Guerra, violenza e pietà
di Giuseppe Trabace

 

 


Iwo Jima, quell’isola bagnata dal lontano oceano Pacifico, sovrastata da un vulcano spento, è stata nel 1944 nel corso della seconda guerra mondiale il luogo dove si sono scontrati, senza esclusione di colpi, i marines statunitensi e le truppe dell’impero giapponese. Un luogo e un’impresa rimasti mitici nell’immaginario del popolo americano per la vittoria che le truppe statunitensi riportarono dopo una battaglia protrattasi per oltre 4 mesi e che si concluse con otre 26.000 morti e migliaia di feriti dell’una e dell’altra parte. Il regista Clint Eastwood ha voluto ricostruire tutto ciò realizzando due film visti con le diverse ottiche degli americani e dei giapponesi. L’opera “Lettere da Iwo Jima“ verte sul ritrovamento ai giorni nostri su quell’isola di molte lettere di militari giapponesi ai familiari. Quivi emerge la realtà - non truccata dalla propaganda delle fazioni in lotta - di quelle vite, di quelle persone travolte dalla inesorabile violenza della guerra, disperate ed affamate nella solitudine delle trincee o delle gallerie, ma che pure mantengono, per la maggior parte, la loro dignità di uomini ed in quel frangente riscoprono gli affetti profondi delle persone a loro legate.

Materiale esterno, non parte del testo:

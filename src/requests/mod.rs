//! Domain request orchestration.
//!
//! - `model` — request kinds, typed parameters, status, snapshots
//! - `engine` — the generation engine boundary
//! - `queue` — admission-capped dispatch with retries and cancellation
//! - `cached` — engine decorator backed by the tiered cache

pub mod cached;
pub mod engine;
pub mod model;
pub mod queue;

pub use cached::CachingEngine;
pub use engine::Engine;
pub use model::{
    EntryParams, LanguageParams, LanguageValidation, LemmaParams, QueueStats, RegenerateParams,
    RequestCallbacks, RequestKind, RequestOptions, RequestParams, RequestSnapshot, RequestStatus,
    RetryRecord,
};
pub use queue::{RequestQueue, RequestTicket};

Da poco nella notte degli Oscar a Hollywood i premi per la migliore regia e per il miglior film sono stati assegnati all’italo-americano Martin Scorsese. Non è  stata una scelta peregrina ma il film di Scorsese “The departed“, opera solida illuminata dalla straordinaria interpretazione di Leonardo Di Caprio, non raggiunge la forza delle immagini che ci ha donato “Lettere da Iwo Jima“. Auguri al simpatico Scorsese e, quanto ad Eastwood, non gli mancherà di rifarsi molto presto.

E’ un film corale, non è possibile illustrarne compiutamente la trama. Il regista si sofferma nella rievocazione di persone che con i loro scritti pongono in evidenza i diversi aspetti di quel mondo nipponico in quel momento storico. Vi sono militari abbacinati dalla fanatica politica di guerra dell’imperatore e che assumono atteggiamenti di crudeltà anche verso i commilitoni non abbastanza in linea con le loro idee. Vi sono pure tanti militari che hanno soltanto subito quella politica guerrafondaia. Essi rimpiangono amaramente i tempi della pace e si illudono di potere tornare un giorno dalle loro famiglie. Su tutti spicca la figura del generale Kuribayaschi. Militare evoluto, che ha anche studiato negli Stati Uniti, comprende al suo arrivo che per la preponderanza di uomini e di mezzi il nemico prevarrà. Ciò nonostante predispone con equilibrio una difesa che possa rallentare la vittoria dei marines in quel territorio strategico per le sorti della guerra. Il generale, nonostante l’opposizione dei suoi collaboratori, riesce nell’impresa di resistere il più possibile ma sarà sempre sensibile nei confronti dei problemi anche dei soldati più umili. Il film ha la sua triste inevitabile conclusione con la morte della grande maggioranza dei nipponici e i più fanatici si suicideranno in onore dell’imperatore. Il generale si batterà con piena lucidità fino all’ultimo e volutamente offrirà la sua vita come un capitano mentre affonda la sua nave.

Clint Eastwood appare ispirato e convinto delle sue tesi. Nel film non vi sono retoriche prese di posizione contro la guerra, i crudi avvenimenti a cui assistiamo mostrano tutta l’inutilità delle guerre con il fardello delle crudeltà in esse insite.L’occhio sapiente del regista illustra gli scontri sanguinosi con riprese eccezionali che prendono ispirazione da altri grandi film sulla guerra. Ricordiamo fra tutti il capolavoro di Lewis Milestone “All’ovest niente di nuovo“. Eastwood, sempre con estrema compostezza, fa muovere i suoi personaggi in modo da farne scaturire tutta l’umanità e da suscitare nello spettatore più avveduto un senso di partecipazione alle loro tristi vicende. Il film è presentato in lingua giapponese, con sottotitoli nella nostra lingua. Potrebbe originare nello spettatore qualche problema, ma la scelta è in sostanza opportuna in quanto la lingua giapponese riesce a dare maggiore veridicità all’assunto. La sceneggiatura è lineare ma la vera linfa viene dalla regia di un Eastwood da ritenere ormai uno dei pezzi da novanta del cinema mondiale. Tutti ottimamente diretti gli attori, quasi tutti giapponesi. Tra essi, nel ruolo del generale, spicca l’interpretazione di Ken Watanabase che riesce a infondere nel suo personaggio una notevole intensità drammatica. La fotografia è uno dei pregi maggiori del film. E’ stato scelto un raffinato colore tenue, che addolcisce le immagini in contrasto con l’infuriare della battaglia e con le forti emozioni proprie della storia. Il regista, intervistato da una giornalista, afferma di avere ritenuto che andasse scelta una desaturazione dei colori in modo da far emergere i neri.